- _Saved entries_
........

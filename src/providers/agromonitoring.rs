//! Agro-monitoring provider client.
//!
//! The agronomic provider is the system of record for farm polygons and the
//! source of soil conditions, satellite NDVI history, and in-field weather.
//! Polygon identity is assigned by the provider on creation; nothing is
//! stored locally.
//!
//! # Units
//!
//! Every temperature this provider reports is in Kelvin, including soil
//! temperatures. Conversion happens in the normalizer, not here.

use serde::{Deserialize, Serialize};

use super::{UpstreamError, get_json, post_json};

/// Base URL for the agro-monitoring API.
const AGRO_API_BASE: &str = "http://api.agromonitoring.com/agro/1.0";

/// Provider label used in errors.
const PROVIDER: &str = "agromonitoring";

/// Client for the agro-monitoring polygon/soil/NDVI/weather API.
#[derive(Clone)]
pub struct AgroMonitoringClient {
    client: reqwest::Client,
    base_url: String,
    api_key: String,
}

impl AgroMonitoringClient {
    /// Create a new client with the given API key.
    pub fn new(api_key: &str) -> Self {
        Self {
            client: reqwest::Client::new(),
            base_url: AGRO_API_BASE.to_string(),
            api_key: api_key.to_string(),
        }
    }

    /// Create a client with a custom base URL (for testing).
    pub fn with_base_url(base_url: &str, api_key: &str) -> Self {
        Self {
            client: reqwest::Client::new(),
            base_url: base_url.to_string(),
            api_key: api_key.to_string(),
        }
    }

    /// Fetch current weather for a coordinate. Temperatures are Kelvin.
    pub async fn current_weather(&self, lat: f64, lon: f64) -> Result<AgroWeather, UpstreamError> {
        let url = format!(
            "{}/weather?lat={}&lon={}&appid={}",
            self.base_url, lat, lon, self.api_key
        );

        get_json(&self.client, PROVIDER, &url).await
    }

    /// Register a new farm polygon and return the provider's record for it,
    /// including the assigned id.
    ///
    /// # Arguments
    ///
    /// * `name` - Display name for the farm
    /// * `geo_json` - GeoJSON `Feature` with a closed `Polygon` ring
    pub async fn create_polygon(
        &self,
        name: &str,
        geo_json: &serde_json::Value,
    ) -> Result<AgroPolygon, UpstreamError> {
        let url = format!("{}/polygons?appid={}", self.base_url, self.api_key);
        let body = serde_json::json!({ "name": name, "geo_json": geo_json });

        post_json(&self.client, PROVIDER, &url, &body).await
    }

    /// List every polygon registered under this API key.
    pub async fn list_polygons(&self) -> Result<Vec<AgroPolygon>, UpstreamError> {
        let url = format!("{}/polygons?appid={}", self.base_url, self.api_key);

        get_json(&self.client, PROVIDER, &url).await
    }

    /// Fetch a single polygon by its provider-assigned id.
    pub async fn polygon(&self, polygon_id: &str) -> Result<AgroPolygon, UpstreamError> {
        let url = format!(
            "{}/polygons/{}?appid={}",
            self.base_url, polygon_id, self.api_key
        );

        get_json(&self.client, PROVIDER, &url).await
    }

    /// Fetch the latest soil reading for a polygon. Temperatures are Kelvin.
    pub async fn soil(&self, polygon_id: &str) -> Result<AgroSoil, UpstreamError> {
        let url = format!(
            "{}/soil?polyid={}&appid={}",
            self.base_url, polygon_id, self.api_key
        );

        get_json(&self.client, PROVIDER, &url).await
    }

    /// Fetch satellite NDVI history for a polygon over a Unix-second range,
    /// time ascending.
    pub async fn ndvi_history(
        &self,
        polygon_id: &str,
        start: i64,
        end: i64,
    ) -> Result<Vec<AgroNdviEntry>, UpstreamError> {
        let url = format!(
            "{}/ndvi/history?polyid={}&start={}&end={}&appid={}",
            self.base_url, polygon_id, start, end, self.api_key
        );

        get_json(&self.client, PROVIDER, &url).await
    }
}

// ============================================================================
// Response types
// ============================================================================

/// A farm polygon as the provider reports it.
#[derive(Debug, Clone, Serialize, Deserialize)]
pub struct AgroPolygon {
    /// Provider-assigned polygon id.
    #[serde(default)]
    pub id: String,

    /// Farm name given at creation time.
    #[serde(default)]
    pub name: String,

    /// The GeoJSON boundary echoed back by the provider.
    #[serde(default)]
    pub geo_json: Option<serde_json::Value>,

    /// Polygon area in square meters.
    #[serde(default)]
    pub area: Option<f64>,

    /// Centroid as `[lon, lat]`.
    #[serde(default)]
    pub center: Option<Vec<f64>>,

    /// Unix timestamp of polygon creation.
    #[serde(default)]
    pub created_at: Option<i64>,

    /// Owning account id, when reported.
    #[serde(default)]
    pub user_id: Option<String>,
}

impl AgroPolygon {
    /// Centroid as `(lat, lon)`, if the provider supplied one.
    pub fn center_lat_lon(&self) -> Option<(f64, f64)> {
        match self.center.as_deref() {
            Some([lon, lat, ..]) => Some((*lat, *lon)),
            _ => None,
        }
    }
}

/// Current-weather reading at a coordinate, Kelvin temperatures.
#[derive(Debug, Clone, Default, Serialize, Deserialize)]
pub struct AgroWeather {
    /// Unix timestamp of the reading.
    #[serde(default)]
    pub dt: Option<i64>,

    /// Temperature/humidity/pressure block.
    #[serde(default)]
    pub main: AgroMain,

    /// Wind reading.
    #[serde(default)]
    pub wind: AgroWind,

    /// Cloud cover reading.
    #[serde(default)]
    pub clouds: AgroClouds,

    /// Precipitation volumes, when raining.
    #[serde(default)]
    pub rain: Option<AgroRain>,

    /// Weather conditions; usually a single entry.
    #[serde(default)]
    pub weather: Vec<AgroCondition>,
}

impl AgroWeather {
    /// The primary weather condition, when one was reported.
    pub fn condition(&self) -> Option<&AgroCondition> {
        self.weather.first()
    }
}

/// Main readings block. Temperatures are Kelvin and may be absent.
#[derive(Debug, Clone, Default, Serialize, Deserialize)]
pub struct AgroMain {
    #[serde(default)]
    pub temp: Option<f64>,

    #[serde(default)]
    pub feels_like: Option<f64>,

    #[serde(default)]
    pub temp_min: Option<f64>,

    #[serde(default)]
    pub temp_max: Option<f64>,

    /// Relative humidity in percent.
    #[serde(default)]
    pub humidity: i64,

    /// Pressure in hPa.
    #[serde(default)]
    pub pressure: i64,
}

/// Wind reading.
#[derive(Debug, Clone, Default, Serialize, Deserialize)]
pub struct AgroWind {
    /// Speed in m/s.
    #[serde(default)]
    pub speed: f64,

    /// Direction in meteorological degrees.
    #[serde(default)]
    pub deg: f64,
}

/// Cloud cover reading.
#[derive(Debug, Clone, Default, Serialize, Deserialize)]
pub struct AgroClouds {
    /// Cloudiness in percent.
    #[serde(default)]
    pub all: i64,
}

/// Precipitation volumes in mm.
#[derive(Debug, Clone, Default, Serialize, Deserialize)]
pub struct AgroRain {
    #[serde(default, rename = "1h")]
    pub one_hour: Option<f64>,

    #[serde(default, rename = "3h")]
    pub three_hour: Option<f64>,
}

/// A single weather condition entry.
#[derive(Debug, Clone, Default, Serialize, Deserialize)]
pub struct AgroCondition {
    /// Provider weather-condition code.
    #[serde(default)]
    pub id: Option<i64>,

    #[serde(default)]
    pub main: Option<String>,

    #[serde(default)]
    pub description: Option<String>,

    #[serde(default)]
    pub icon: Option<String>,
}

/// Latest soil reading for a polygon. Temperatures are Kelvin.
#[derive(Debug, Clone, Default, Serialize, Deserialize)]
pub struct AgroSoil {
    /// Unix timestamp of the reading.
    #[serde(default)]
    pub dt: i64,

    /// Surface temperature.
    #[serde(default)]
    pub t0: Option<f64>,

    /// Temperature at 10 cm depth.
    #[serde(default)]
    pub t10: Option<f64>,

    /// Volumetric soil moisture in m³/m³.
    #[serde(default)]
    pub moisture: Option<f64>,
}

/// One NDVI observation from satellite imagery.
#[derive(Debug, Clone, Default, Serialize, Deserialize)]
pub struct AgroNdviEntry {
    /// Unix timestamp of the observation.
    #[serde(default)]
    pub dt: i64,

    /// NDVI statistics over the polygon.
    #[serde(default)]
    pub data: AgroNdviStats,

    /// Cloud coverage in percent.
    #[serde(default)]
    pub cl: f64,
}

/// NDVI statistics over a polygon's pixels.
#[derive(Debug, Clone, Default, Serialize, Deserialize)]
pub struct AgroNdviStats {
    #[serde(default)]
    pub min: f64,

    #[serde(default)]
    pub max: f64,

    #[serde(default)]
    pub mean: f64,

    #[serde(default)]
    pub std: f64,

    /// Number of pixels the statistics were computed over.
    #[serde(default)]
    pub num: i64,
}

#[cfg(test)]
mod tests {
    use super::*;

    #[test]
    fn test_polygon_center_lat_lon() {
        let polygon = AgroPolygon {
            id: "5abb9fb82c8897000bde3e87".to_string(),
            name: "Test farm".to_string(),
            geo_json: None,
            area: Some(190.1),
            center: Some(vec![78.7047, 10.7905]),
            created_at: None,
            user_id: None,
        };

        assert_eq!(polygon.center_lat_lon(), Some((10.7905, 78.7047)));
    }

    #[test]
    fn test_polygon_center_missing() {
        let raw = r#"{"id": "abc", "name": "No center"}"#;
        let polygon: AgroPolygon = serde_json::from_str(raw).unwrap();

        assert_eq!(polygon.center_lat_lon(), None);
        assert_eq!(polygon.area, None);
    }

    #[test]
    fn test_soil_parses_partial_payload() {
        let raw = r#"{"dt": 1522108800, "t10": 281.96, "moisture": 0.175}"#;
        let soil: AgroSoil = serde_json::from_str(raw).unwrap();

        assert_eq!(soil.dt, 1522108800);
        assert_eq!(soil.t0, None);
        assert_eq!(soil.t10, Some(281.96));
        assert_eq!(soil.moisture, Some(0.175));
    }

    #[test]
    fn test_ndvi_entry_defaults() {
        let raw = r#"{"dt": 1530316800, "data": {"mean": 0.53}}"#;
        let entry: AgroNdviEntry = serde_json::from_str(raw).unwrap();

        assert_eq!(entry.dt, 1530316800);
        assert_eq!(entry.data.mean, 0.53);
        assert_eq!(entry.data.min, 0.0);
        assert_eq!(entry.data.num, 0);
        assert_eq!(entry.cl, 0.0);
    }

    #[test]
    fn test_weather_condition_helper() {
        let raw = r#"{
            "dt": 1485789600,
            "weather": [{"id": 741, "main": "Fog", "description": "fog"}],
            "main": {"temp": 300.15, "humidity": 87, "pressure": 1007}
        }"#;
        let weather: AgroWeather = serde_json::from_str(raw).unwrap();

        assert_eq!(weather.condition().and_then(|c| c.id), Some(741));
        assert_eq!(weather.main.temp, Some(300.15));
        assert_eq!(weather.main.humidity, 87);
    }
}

........

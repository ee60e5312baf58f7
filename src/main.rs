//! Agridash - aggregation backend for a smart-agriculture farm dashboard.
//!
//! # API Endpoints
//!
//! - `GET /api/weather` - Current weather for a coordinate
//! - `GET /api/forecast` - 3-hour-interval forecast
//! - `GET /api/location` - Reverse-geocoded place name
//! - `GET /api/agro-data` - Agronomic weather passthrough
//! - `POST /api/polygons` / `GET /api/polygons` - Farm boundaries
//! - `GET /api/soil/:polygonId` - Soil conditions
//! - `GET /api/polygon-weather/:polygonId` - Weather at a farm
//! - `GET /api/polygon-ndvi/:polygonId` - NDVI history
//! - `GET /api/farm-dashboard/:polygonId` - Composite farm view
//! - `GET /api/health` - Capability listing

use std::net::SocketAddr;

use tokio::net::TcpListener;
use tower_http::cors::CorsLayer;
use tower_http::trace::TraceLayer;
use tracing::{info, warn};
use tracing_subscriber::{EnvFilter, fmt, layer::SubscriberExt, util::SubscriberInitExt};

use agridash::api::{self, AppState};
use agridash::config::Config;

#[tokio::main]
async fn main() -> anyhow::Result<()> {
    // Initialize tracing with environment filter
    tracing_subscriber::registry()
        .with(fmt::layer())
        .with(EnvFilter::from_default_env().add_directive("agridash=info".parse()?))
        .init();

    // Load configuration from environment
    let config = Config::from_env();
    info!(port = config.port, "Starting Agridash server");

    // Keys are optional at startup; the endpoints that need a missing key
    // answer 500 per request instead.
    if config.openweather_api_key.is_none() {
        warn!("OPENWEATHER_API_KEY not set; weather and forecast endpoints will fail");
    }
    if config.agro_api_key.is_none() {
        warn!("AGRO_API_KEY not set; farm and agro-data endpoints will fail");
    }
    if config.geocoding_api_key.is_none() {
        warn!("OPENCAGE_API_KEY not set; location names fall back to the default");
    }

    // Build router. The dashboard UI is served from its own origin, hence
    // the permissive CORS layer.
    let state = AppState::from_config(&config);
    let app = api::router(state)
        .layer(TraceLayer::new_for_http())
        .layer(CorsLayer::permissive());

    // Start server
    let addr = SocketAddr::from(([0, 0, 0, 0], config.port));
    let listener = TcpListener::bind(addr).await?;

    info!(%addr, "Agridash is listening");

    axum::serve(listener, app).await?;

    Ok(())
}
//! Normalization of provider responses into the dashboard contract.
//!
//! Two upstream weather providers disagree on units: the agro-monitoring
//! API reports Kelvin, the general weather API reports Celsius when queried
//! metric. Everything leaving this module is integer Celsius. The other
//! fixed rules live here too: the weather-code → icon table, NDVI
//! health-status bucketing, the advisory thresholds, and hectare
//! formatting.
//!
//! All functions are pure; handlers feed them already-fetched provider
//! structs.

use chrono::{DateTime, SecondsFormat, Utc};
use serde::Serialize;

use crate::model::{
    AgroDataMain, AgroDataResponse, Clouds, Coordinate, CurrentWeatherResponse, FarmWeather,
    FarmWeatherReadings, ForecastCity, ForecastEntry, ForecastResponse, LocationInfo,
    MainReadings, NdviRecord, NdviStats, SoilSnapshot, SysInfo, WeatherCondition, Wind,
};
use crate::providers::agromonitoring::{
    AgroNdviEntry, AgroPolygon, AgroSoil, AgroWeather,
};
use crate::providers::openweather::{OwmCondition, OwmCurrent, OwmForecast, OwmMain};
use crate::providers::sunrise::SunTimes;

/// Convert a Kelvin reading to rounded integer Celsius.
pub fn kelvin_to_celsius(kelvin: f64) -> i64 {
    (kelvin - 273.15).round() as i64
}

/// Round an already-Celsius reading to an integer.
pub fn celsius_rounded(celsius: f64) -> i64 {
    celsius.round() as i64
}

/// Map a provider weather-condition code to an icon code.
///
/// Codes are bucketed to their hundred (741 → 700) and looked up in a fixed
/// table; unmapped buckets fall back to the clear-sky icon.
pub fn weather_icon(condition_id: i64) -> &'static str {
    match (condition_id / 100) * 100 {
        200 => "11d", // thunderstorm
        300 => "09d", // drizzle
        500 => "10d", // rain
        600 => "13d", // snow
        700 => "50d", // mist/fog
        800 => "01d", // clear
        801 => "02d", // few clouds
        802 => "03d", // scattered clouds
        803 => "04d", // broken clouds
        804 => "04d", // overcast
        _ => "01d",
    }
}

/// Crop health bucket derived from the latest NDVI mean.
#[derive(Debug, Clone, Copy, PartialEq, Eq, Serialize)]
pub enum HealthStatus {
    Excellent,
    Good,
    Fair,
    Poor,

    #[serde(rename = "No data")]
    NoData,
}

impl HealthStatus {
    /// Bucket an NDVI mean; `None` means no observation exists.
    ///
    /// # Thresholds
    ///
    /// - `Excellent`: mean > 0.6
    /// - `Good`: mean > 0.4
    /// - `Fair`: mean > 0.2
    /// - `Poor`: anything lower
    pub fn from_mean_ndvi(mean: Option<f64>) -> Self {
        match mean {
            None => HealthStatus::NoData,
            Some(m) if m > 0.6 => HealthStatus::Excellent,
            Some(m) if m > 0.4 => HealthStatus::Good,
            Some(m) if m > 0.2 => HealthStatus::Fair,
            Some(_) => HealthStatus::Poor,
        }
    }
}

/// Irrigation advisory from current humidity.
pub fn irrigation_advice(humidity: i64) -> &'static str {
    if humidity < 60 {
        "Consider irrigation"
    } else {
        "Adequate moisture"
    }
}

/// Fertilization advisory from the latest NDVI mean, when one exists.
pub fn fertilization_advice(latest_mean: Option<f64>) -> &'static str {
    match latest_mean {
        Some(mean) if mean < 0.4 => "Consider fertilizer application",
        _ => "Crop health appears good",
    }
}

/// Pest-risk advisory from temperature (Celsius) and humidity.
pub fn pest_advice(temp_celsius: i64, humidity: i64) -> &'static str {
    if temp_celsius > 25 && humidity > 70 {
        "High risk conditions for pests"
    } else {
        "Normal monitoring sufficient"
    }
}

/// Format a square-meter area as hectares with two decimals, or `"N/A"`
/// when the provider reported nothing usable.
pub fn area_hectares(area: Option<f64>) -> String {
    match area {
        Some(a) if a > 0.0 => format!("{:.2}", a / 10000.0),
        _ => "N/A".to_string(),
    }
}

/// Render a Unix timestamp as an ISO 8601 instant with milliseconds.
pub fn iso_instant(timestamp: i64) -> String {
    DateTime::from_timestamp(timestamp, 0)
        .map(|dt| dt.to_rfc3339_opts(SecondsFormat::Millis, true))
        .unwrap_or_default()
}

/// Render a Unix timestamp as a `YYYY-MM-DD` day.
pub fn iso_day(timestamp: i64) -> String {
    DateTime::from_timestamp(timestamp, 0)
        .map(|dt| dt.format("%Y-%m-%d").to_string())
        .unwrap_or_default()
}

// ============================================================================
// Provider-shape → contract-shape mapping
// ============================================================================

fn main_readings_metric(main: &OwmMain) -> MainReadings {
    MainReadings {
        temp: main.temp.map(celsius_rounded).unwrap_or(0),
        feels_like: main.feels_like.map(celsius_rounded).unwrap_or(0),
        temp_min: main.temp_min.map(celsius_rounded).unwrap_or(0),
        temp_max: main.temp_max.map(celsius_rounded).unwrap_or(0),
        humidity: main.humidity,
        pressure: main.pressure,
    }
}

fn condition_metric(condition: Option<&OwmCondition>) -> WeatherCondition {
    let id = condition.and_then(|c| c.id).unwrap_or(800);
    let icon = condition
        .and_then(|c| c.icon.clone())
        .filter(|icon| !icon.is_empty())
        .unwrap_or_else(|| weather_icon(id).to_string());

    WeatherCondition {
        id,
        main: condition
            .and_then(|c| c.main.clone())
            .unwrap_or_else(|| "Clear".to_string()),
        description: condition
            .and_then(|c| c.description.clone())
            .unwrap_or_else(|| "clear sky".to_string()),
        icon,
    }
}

........

- _The problem_
Please return every line of the records that contains the word "this".

- _Answer box_
//! Every temperature this provider reports is in Kelvin, including soil
    /// List every polygon registered under this API key.
//! metric. Everything leaving this module is integer Celsius. The other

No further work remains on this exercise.